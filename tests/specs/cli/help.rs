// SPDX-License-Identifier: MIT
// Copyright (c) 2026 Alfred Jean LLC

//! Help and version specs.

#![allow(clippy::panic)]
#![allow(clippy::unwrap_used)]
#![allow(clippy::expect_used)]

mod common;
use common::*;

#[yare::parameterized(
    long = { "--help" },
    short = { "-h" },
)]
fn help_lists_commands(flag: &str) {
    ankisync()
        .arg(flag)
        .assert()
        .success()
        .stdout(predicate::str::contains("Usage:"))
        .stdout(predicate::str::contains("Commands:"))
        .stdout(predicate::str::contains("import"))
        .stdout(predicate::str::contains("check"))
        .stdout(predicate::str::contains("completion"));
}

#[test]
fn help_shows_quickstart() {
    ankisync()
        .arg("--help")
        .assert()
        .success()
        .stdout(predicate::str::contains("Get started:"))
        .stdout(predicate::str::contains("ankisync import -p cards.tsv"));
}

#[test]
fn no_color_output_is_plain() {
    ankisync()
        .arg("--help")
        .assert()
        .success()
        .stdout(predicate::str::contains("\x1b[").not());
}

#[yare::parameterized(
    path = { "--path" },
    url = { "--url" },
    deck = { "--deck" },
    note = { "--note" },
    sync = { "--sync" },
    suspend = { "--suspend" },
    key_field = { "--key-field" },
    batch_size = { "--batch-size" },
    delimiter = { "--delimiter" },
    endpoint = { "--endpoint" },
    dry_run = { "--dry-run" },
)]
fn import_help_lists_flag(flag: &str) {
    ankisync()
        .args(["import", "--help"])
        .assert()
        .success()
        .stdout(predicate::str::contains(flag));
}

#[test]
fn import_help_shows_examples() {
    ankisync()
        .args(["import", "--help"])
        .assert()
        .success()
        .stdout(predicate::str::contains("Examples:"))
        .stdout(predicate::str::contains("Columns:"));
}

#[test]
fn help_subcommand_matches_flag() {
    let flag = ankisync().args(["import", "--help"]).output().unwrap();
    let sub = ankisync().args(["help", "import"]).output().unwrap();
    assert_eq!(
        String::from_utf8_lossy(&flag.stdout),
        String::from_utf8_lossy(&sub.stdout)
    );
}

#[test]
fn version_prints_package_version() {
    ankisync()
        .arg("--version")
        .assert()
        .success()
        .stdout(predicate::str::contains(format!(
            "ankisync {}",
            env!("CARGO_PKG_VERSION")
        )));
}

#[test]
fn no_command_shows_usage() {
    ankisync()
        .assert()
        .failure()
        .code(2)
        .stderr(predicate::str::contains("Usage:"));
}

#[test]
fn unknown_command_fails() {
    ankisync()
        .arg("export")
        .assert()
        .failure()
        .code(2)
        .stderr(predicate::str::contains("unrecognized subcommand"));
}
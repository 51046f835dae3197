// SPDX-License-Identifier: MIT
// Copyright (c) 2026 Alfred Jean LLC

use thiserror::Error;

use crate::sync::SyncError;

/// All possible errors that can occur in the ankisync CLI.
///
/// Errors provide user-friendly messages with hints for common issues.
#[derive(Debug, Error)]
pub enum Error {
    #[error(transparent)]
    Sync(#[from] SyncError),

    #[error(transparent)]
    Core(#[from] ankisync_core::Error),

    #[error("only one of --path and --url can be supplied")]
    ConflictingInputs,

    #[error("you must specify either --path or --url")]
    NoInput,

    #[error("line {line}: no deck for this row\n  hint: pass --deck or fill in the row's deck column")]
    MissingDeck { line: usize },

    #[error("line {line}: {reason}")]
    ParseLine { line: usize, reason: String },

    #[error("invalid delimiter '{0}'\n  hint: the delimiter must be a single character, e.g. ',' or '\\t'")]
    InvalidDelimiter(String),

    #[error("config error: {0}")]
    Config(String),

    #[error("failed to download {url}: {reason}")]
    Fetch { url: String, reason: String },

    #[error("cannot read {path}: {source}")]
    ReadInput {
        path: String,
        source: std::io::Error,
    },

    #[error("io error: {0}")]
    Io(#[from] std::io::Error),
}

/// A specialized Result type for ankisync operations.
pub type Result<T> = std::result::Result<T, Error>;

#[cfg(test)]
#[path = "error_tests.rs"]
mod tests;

#####

> _WORK TO BE COMPLETED_
All lines of the data above must be repeated exactly.

> _EXERCISE RESPONSE_
filename tests/specs/cli/help.rs
// SPDX-License-Identifier: MIT
// Copyright (c) 2026 Alfred Jean LLC

//! Help and version specs.

#![allow(clippy::panic)]
#![allow(clippy::unwrap_used)]
#![allow(clippy::expect_used)]

mod common;
use common::*;

#[yare::parameterized(
    long = { "--help" },
    short = { "-h" },
)]
fn help_lists_commands(flag: &str) {
    ankisync()
        .arg(flag)
        .assert()
        .success()
        .stdout(predicate::str::contains("Usage:"))
        .stdout(predicate::str::contains("Commands:"))
        .stdout(predicate::str::contains("import"))
        .stdout(predicate::str::contains("check"))
        .stdout(predicate::str::contains("completion"));
}

#[test]
fn help_shows_quickstart() {
    ankisync()
        .arg("--help")
        .assert()
        .success()
        .stdout(predicate::str::contains("Get started:"))
        .stdout(predicate::str::contains("ankisync import -p cards.tsv"));
}

#[test]
fn no_color_output_is_plain() {
    ankisync()
        .arg("--help")
        .assert()
        .success()
        .stdout(predicate::str::contains("\x1b[").not());
}

#[yare::parameterized(
    path = { "--path" },
    url = { "--url" },
    deck = { "--deck" },
    note = { "--note" },
    sync = { "--sync" },
    suspend = { "--suspend" },
    key_field = { "--key-field" },
    batch_size = { "--batch-size" },
    delimiter = { "--delimiter" },
    endpoint = { "--endpoint" },
    dry_run = { "--dry-run" },
)]
fn import_help_lists_flag(flag: &str) {
    ankisync()
        .args(["import", "--help"])
        .assert()
        .success()
        .stdout(predicate::str::contains(flag));
}

#[test]
fn import_help_shows_examples() {
    ankisync()
        .args(["import", "--help"])
        .assert()
        .success()
        .stdout(predicate::str::contains("Examples:"))
        .stdout(predicate::str::contains("Columns:"));
}

#[test]
fn help_subcommand_matches_flag() {
    let flag = ankisync().args(["import", "--help"]).output().unwrap();
    let sub = ankisync().args(["help", "import"]).output().unwrap();
    assert_eq!(
        String::from_utf8_lossy(&flag.stdout),
        String::from_utf8_lossy(&sub.stdout)
    );
}

#[test]
fn version_prints_package_version() {
    ankisync()
        .arg("--version")
        .assert()
        .success()
        .stdout(predicate::str::contains(format!(
            "ankisync {}",
            env!("CARGO_PKG_VERSION")
        )));
}

#[test]
fn no_command_shows_usage() {
    ankisync()
        .assert()
        .failure()
        .code(2)
        .stderr(predicate::str::contains("Usage:"));
}

#[test]
fn unknown_command_fails() {
    ankisync()
        .arg("export")
        .assert()
        .failure()
        .code(2)
        .stderr(predicate::str::contains("unrecognized subcommand"));
}
repository 51046f835dae3197
// SPDX-License-Identifier: MIT
// Copyright (c) 2026 Alfred Jean LLC

use thiserror::Error;

use crate::sync::SyncError;

/// All possible errors that can occur in the ankisync CLI.
///
/// Errors provide user-friendly messages with hints for common issues.
#[derive(Debug, Error)]
pub enum Error {
    #[error(transparent)]
    Sync(#[from] SyncError),

    #[error(transparent)]
    Core(#[from] ankisync_core::Error),

    #[error("only one of --path and --url can be supplied")]
    ConflictingInputs,

    #[error("you must specify either --path or --url")]
    NoInput,

    #[error("line {line}: no deck for this row\n  hint: pass --deck or fill in the row's deck column")]
    MissingDeck { line: usize },

    #[error("line {line}: {reason}")]
    ParseLine { line: usize, reason: String },

    #[error("invalid delimiter '{0}'\n  hint: the delimiter must be a single character, e.g. ',' or '\\t'")]
    InvalidDelimiter(String),

    #[error("config error: {0}")]
    Config(String),

    #[error("failed to download {url}: {reason}")]
    Fetch { url: String, reason: String },

    #[error("cannot read {path}: {source}")]
    ReadInput {
        path: String,
        source: std::io::Error,
    },

    #[error("io error: {0}")]
    Io(#[from] std::io::Error),
}

/// A specialized Result type for ankisync operations.
pub type Result<T> = std::result::Result<T, Error>;

#[cfg(test)]
#[path = "error_tests.rs"]
mod tests;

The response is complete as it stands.